McElhaney is president, along with her husband, Paul, of the Knox County Home School Association. The McElhaneys wanted their children to have a strong, firm foundation on which to build their education. Because they felt home education would provide an education tailored to each of their children’s needs, the McElhanaeys made the decision to become a one-income family so Crystal could home school their three daughters and one son.
McElhaney said that although there are some challenges being with one’s children 24/7, there are advantages.
“You get the opportunity to know each child and to love each child for who God made them to be,” she said. “The largest advantage is being able to give your child what he or she needs to succeed in life. That is the goal: To prepare our children to be able to make it on their own, and provide them with a higher quality of education, suited to their individual needs and talents.”

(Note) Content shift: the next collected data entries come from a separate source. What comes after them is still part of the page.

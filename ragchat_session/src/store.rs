//! Key-value storage backends for the session identity.

use std::collections::HashMap;
use std::path::{Path, PathBuf};
use std::sync::RwLock;

use ragchat_core::KeyValueStore;
use ragchat_core::util::APP_DIR;
use serde_json::{Map, Value};
use tracing::debug;

/// Process-local storage. Nothing survives a restart.
#[derive(Debug, Default)]
pub struct MemoryStore {
    entries: RwLock<HashMap<String, String>>,
}

impl MemoryStore {
    #[must_use]
    pub fn new() -> Self {
        Self::default()
    }
}

impl KeyValueStore for MemoryStore {
    fn get(&self, key: &str) -> anyhow::Result<Option<String>> {
        let entries = self
            .entries
            .read()
            .map_err(|_| anyhow::anyhow!("Memory store lock poisoned"))?;
        Ok(entries.get(key).cloned())
    }

    fn set(&self, key: &str, value: &str) -> anyhow::Result<()> {
        self.entries
            .write()
            .map_err(|_| anyhow::anyhow!("Memory store lock poisoned"))?
            .insert(key.to_string(), value.to_string());
        Ok(())
    }
}

/// Storage backed by a JSON object file.
///
/// A missing file reads as empty. Writes rewrite the whole file.
#[derive(Debug, Clone)]
pub struct FileStore {
    path: PathBuf,
}

impl FileStore {
    #[must_use]
    pub fn new(path: impl Into<PathBuf>) -> Self {
        Self { path: path.into() }
    }

    /// `~/ragchat/state.json`
    pub fn default_path() -> anyhow::Result<PathBuf> {
        let home_dir =
            dirs::home_dir().ok_or_else(|| anyhow::anyhow!("Cannot find home directory"))?;
        Ok(home_dir.join(APP_DIR).join("state.json"))
    }

    #[must_use]
    pub fn path(&self) -> &Path {
        &self.path
    }

    fn read_all(&self) -> anyhow::Result<Map<String, Value>> {
        if !self.path.exists() {
            return Ok(Map::new());
        }

        let content = std::fs::read_to_string(&self.path)?;
        if content.trim().is_empty() {
            return Ok(Map::new());
        }

        match serde_json::from_str::<Value>(&content)? {
            Value::Object(map) => Ok(map),
            _ => anyhow::bail!("State file is not a JSON object: {}", self.path.display()),
        }
    }
}

impl KeyValueStore for FileStore {
    fn get(&self, key: &str) -> anyhow::Result<Option<String>> {
        let entries = self.read_all()?;
        Ok(entries
            .get(key)
            .and_then(Value::as_str)
            .map(ToString::to_string))
    }

    fn set(&self, key: &str, value: &str) -> anyhow::Result<()> {
        let mut entries = self.read_all()?;
        entries.insert(key.to_string(), Value::String(value.to_string()));

        if let Some(parent) = self.path.parent() {
            std::fs::create_dir_all(parent)?;
        }
        std::fs::write(&self.path, serde_json::to_string_pretty(&entries)?)?;

        debug!("Wrote {key} to {}", self.path.display());
        Ok(())
    }
}
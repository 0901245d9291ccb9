use ragchat_config::Config;

/// Strategy for initializing the configuration.
///
/// This strategy creates the default configuration file at `~/ragchat/config.json`.
#[derive(Debug, Clone, Copy)]
pub struct InitStrategy;

impl super::CommandStrategy for InitStrategy {
    type Input = ();

    async fn execute(&self, _input: Self::Input) -> anyhow::Result<()> {
        Config::create_config()
    }
}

She added that each of the children learns differently, and that, she said, “makes life around here very interesting.”
Adhering to a home learning schedule — the parents must provide at least 900 hours of instruction each year — is not difficult, McElhaney said.
“We do not have to stick with the public school calendar,” she explained. “Therefore we make up our own calendar. We get to customize our school year to our family.”
There is a variety of curricular materials available to parents who home educate their children, McElhaney said. The options range from pre-packaged book sets with schedules and tests to unit studies that allow the parent and student to choose the course of study according to their individual interests.
McElhaney found the elementary years to be more challenging than the high school years.
“We spend the entire elementary years teaching our children the love of learning, along with reading, writing, math and much more,” she explained. “We teach our children how to use their textbooks. By the time they reach high school, the children are equipped to read the text, do the assignment and go on to the next subject with very little help from me [although I still guide them and look over all their work]. ... The goal of every good teacher is to make themselves unnecessary; in other words, to teach your children to learn independently.”
Although reading, science and math are stressed in home school environments, enrichment courses are also encouraged. Courses may include music lessons, art studies, journalism/writing, public speaking and political involvement. Community theater, local sports programs and other resources are also available, McElhaney said.
The McElhaney children have used many community programs, such as 4-H, as learning opportunities. The older girls have been 4-H state ambassadors, on state 4-H teen council, and both are 4-H camp and Operation Military Kids camp counselors. The younger children, McElhaney said, hold 4-H offices; they take animals, miscellaneous projects and shooting sports.
“Many people have the perception that when you home school you are afraid of the world,” she said. “This could not be further from the truth. Home schooling lets us have hands on in preparing them to meet the world head on.”
Activities sponsored by the Knox County Home School Association provide the children with a range of opportunities to interact with children of all age levels, and include roller skating, bowling, ice skating, drama, dance, swimming lessons, Bible study, workshops, picnics, Mom’s Night Out and graduation exercises. There are also organized field trips to museums, historical sites and planned family outings. The association is also a forum for parents to learn about teaching methods from each other and to support each other in their home education endeavor.
The McElhaneys use a computer program called EdTrack to record the children’s grades and print reports such as transcripts, and the children attend testing days at a Christian school. McElhaney said her daughters have taken the SAT and excelled. The eldest attends OSU-Newark and is studying to be a teacher. The second, who will be graduating this year, one month before her 17th birthday, will be attending a nursing school.
“Our job as home schooling parents,” McElhaney said, “is to provide a quality education to our children, opening all available paths of education and future employment to them as well as, more importantly, passing on our values of life to them.”
By the time the youngest McElhaney child graduates, McElhaney will have taught for 27 years.